Some Free Advice for Ford
Stop treating your workers poorly and reap the rewards.
I instantly knew the solution to Ford CEO Jim Farley’s recent lament that his dealerships cannot find mechanics: This was a job for a management consultant. Being one myself, my day (and night, and weekend) job is to advise large, complex companies on how to address their most pressing challenges, which frequently includes attracting talent, training people efficiently, and retaining critical skills and know-how over time. The issue here seemed much simpler.
As the Wall Street Journal described in, “The $160,000 Mechanic Job That Ford Can’t Fill,” Ford has an acute need for 5,000 highly skilled technicians, but has created an employee journey that is a minefield of friction, risk, and volatility. Upfront costs are prohibitive and borne by students and early-career professionals, progression is slow and unevenly supported, and pay is inconsistent.
No wonder people aren’t knocking down the door to pursue this career path. Consulting firms would struggle to fill their ranks, too, under those circumstances.
Reading about Ted, a master technician at a Ford dealership profiled in the piece, I couldn’t help but compare his path with my own experience at a Big 3 consulting firm, where recruitment, early-career pay, training, tooling, and progression are deliberately designed to smooth intake, reduce risk, and (to a point) retain talent. Consulting firms are far from perfect, pressure is constant, and many people wash out, but the system is intentionally designed to get people in the door, make them productive, and absorb the risk along the way. That contrast is stark, and it’s instructive for Ford and its shortage of Teds.
Ted attended a two-year professional degree program that cost him $30,000. This is a meaningful sum for a young man fresh out of high school and a costly personal barrier. It is an expense that would be absorbable, even at scale, for a company the size of Ford. At my employer and peer companies, by contrast, high-potential employees can often count on the company to foot the bill for an MBA that costs far more than Ted’s training, so long as they agree to stay with the firm for a few years afterward. If Ford is concerned about employees taking Ford-funded skills to competitors, it could require a similar work commitment from future mechanics.

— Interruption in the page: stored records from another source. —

//! Shape outlines (`SHAPE`) and `SHAPEWITHSTYLE`.

use crate::codes;
use crate::fill_style::FillStyleArray;
use crate::limits::DecodeLimits;
use crate::line_style::LineStyleArray;
use crate::shape_record::{ShapeRecord, StyleWidths};
use crate::version::{OutlineGeneration, ShapeVersion};
use log::{debug, trace};
use oxiswf_core::element::{FileElement, add_bit_lengths};
use oxiswf_core::parse::parse_ubits;
use oxiswf_core::types::UBits;
use oxiswf_core::{BitCursor, FieldPath, Result, SwfError};
use serde::Serialize;

/// The records of an outline, ending with the end-of-shape sentinel.
#[derive(Debug, Clone, PartialEq, Serialize)]
pub struct ShapeRecordList {
    records: Vec<ShapeRecord>,
}

impl ShapeRecordList {
    /// Records in stream order.
    pub fn records(&self) -> &[ShapeRecord] {
        &self.records
    }

    /// Number of records, sentinel included.
    pub fn len(&self) -> usize {
        self.records.len()
    }

    /// Check whether the list is empty.
    pub fn is_empty(&self) -> bool {
        self.records.is_empty()
    }

    /// Iterate over the records.
    pub fn iter(&self) -> std::slice::Iter<'_, ShapeRecord> {
        self.records.iter()
    }
}

impl<'a> IntoIterator for &'a ShapeRecordList {
    type Item = &'a ShapeRecord;
    type IntoIter = std::slice::Iter<'a, ShapeRecord>;

    fn into_iter(self) -> Self::IntoIter {
        self.records.iter()
    }
}

impl FileElement for ShapeRecordList {
    fn bit_position(&self) -> u64 {
        self.records.first().map_or(0, FileElement::bit_position)
    }

    fn bit_length(&self) -> u64 {
        add_bit_lengths(&[&self.records])
    }
}

/// A decoded `SHAPE` outline.
#[derive(Debug, Clone, PartialEq, Serialize)]
pub struct Shape {
    num_fill_bits: UBits,
    num_line_bits: UBits,
    records: ShapeRecordList,
    generation: OutlineGeneration,
}

impl Shape {
    /// Decode an outline of the basic generation (`DefineShape`).
    ///
    /// Style-change records never carry new style tables here.
    pub fn parse(
        cursor: &mut BitCursor<'_>,
        field: &FieldPath<'_>,
        limits: &DecodeLimits,
    ) -> Result<Self> {
        Self::parse_outline(cursor, None, field, limits)
    }

    /// Decode an outline of the extended generation (`DefineShape2` and
    /// later), where style-change records may introduce new style tables
    /// decoded for `version`.
    pub fn parse_extended(
        cursor: &mut BitCursor<'_>,
        version: ShapeVersion,
        field: &FieldPath<'_>,
        limits: &DecodeLimits,
    ) -> Result<Self> {
        Self::parse_outline(cursor, Some(version), field, limits)
    }

    /// Decode the outline generation that `version` uses.
    pub fn parse_for(
        cursor: &mut BitCursor<'_>,
        version: ShapeVersion,
        field: &FieldPath<'_>,
        limits: &DecodeLimits,
    ) -> Result<Self> {
        match version.outline_generation() {
            OutlineGeneration::Basic => Self::parse(cursor, field, limits),
            OutlineGeneration::Extended => Self::parse_extended(cursor, version, field, limits),
        }
    }

    fn parse_outline(
        cursor: &mut BitCursor<'_>,
        styles_version: Option<ShapeVersion>,
        field: &FieldPath<'_>,
        limits: &DecodeLimits,
    ) -> Result<Self> {
        let code = codes::SHAPE;
        let num_fill_bits = parse_ubits(cursor, 4, code, &field.child("NumFillBits"))?;
        let num_line_bits = parse_ubits(cursor, 4, code, &field.child("NumLineBits"))?;

        let mut widths = StyleWidths::from_fields(num_fill_bits, num_line_bits);
        let mut records = Vec::new();

        loop {
            let index = records.len();
            let record_field = field.indexed("ShapeRecord", index);

            if index >= limits.max_shape_records {
                return Err(SwfError::malformed(
                    code,
                    cursor.byte_position() as u64,
                    record_field.to_string(),
                    format!(
                        "outline exceeds {} records without an end-of-shape record",
                        limits.max_shape_records
                    ),
                ));
            }

            let record = ShapeRecord::parse(cursor, widths, styles_version, &record_field)?;
            trace!(
                "{}: {} at bit {} ({} bits)",
                record_field,
                record.kind().name(),
                record.bit_position(),
                record.bit_length()
            );

            if let Some(next) = record.new_widths() {
                trace!(
                    "{}: style widths {}/{} -> {}/{}",
                    record_field, widths.fill_bits, widths.line_bits, next.fill_bits, next.line_bits
                );
                widths = next;
            }

            let end = record.is_end();
            records.push(record);
            if end {
                break;
            }
        }

        cursor.align();

        let shape = Self {
            num_fill_bits,
            num_line_bits,
            records: ShapeRecordList { records },
            generation: if styles_version.is_some() {
                OutlineGeneration::Extended
            } else {
                OutlineGeneration::Basic
            },
        };
        debug!(
            "{}: decoded {} shape records ({} bits)",
            field,
            shape.records.len(),
            shape.bit_length()
        );
        Ok(shape)
    }

    /// Initial `NumFillBits`.
    pub fn num_fill_bits(&self) -> UBits {
        self.num_fill_bits
    }

    /// Initial `NumLineBits`.
    pub fn num_line_bits(&self) -> UBits {
        self.num_line_bits
    }

    /// The outline records.
    pub fn records(&self) -> &ShapeRecordList {
        &self.records
    }

    /// Outline generation the shape was decoded with.
    pub fn generation(&self) -> OutlineGeneration {
        self.generation
    }
}

impl FileElement for Shape {
    fn bit_position(&self) -> u64 {
        self.num_fill_bits.bit_position()
    }

    fn bit_length(&self) -> u64 {
        add_bit_lengths(&[&self.num_fill_bits, &self.num_line_bits, &self.records])
    }
}

/// A decoded `SHAPEWITHSTYLE`: style tables followed by an outline.
#[derive(Debug, Clone, PartialEq, Serialize)]
pub struct ShapeWithStyle {
    version: ShapeVersion,
    fill_styles: FillStyleArray,
    line_styles: LineStyleArray,
    shape: Shape,
}

impl ShapeWithStyle {
    /// Decode a shape with style tables for `version`.
    pub fn parse(
        cursor: &mut BitCursor<'_>,
        version: ShapeVersion,
        field: &FieldPath<'_>,
        limits: &DecodeLimits,
    ) -> Result<Self> {
        let fill_styles = FillStyleArray::parse(cursor, version, &field.child("FillStyles"))?;
        let line_styles = LineStyleArray::parse(cursor, version, &field.child("LineStyles"))?;
        let shape = Shape::parse_for(cursor, version, &field.child("Shape"), limits)?;

        cursor.align();

        debug!(
            "{}: decoded {} with {} fill and {} line styles",
            field,
            version,
            fill_styles.len(),
            line_styles.len()
        );

        Ok(Self {
            version,
            fill_styles,
            line_styles,
            shape,
        })
    }

    /// Shape version the structure was decoded for.
    pub fn version(&self) -> ShapeVersion {
        self.version
    }

    /// Initial fill style table.
    pub fn fill_styles(&self) -> &FillStyleArray {
        &self.fill_styles
    }

    /// Initial line style table.
    pub fn line_styles(&self) -> &LineStyleArray {
        &self.line_styles
    }

    /// The outline.
    pub fn shape(&self) -> &Shape {
        &self.shape
    }
}

impl FileElement for ShapeWithStyle {
    fn bit_position(&self) -> u64 {
        self.fill_styles.bit_position()
    }

    fn bit_length(&self) -> u64 {
        add_bit_lengths(&[&self.fill_styles, &self.line_styles, &self.shape])
    }
}

#[cfg(test)]
mod tests {
    use super::*;
    use crate::shape_record::ShapeRecordKind;

    #[test]
    fn test_single_sentinel() {
        // NumFillBits=0 NumLineBits=0, end-of-shape
        let data = [0x00, 0x00];
        let mut cursor = BitCursor::new(&data);
        let root = FieldPath::root("Shape").unwrap();

        let shape = Shape::parse(&mut cursor, &root, &DecodeLimits::DEFAULT).unwrap();

        assert_eq!(shape.records().len(), 1);
        assert_eq!(shape.records().records()[0].kind(), ShapeRecordKind::EndShape);
        assert_eq!(shape.bit_length(), 14);
        assert_eq!(cursor.bit_position(), 16);
    }

    #[test]
    fn test_record_limit() {
        // Two straight edges, then the sentinel, with a limit of two records
        let data = [0x00, 0b1100_0001, 0b0011_0000, 0b0101_0000, 0x00];
        let mut cursor = BitCursor::new(&data);
        let root = FieldPath::root("Shape").unwrap();
        let limits = DecodeLimits::new(2);

        let err = Shape::parse(&mut cursor, &root, &limits).unwrap_err();
        assert!(err.is_malformed());
        assert_eq!(err.field(), Some("Shape::ShapeRecord[2]"));
    }

    #[test]
    fn test_missing_sentinel_is_truncated() {
        let data = [0x00, 0b1100_0001, 0b0011_0000];
        let mut cursor = BitCursor::new(&data);
        let root = FieldPath::root("Shape").unwrap();

        let err = Shape::parse(&mut cursor, &root, &DecodeLimits::DEFAULT).unwrap_err();
        assert!(err.is_truncated());
    }

    #[test]
    fn test_shape_with_style_empty_tables() {
        // no fill styles, no line styles, widths 0/0, sentinel
        let data = [0x00, 0x00, 0x00, 0x00];
        let mut cursor = BitCursor::new(&data);
        let root = FieldPath::root("Shapes").unwrap();

        let shape = ShapeWithStyle::parse(
            &mut cursor,
            ShapeVersion::Shape3,
            &root,
            &DecodeLimits::DEFAULT,
        )
        .unwrap();

        assert!(shape.fill_styles().is_empty());
        assert_eq!(shape.shape().generation(), OutlineGeneration::Extended);
        assert_eq!(shape.bit_length(), 8 + 8 + 14);
        assert!(cursor.is_exhausted());
    }
}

Even with subsidized training, however, it is fair to ask why someone would choose this path for a $10-per-hour starting wage. This is not a product of laziness despite what the Boomers in the comments section might suggest, it is rational economic decision-making. Young people today have alternatives that do not require fronting the cost of expensive tools and accepting roughly $20,000 a year in early earnings. In professional services, firms routinely “invest” in new hires, placing them on projects in which they are not billed to clients but are fully paid while they learn the ropes. The message is clear: the firm sees long-term value in the employee that justifies absorbing short-term cost, and the employee can pay rent, which is nice too. Ford, and companies facing similar shortages, could learn from this logic.
If a business showed up for a recruiting event and informed prospective applicants that they would be expected to pay for their own laptops or front the cost of their travel, they would be laughed out of the tasteless glass-and-steel auditorium at my business school. The firms that recruited us assign senior employees to conduct mock interviews, literally rehearsing candidates for the real thing.
Against that backdrop, it is striking that an industry facing an acute labor shortage still asks new mechanics to supply their own tools to do work the company urgently needs done. Of the shortage, Farley remarked, “a bay with a lift and tools and no one to work in it.” If that is true, it seems like the company’s got the tools to spare.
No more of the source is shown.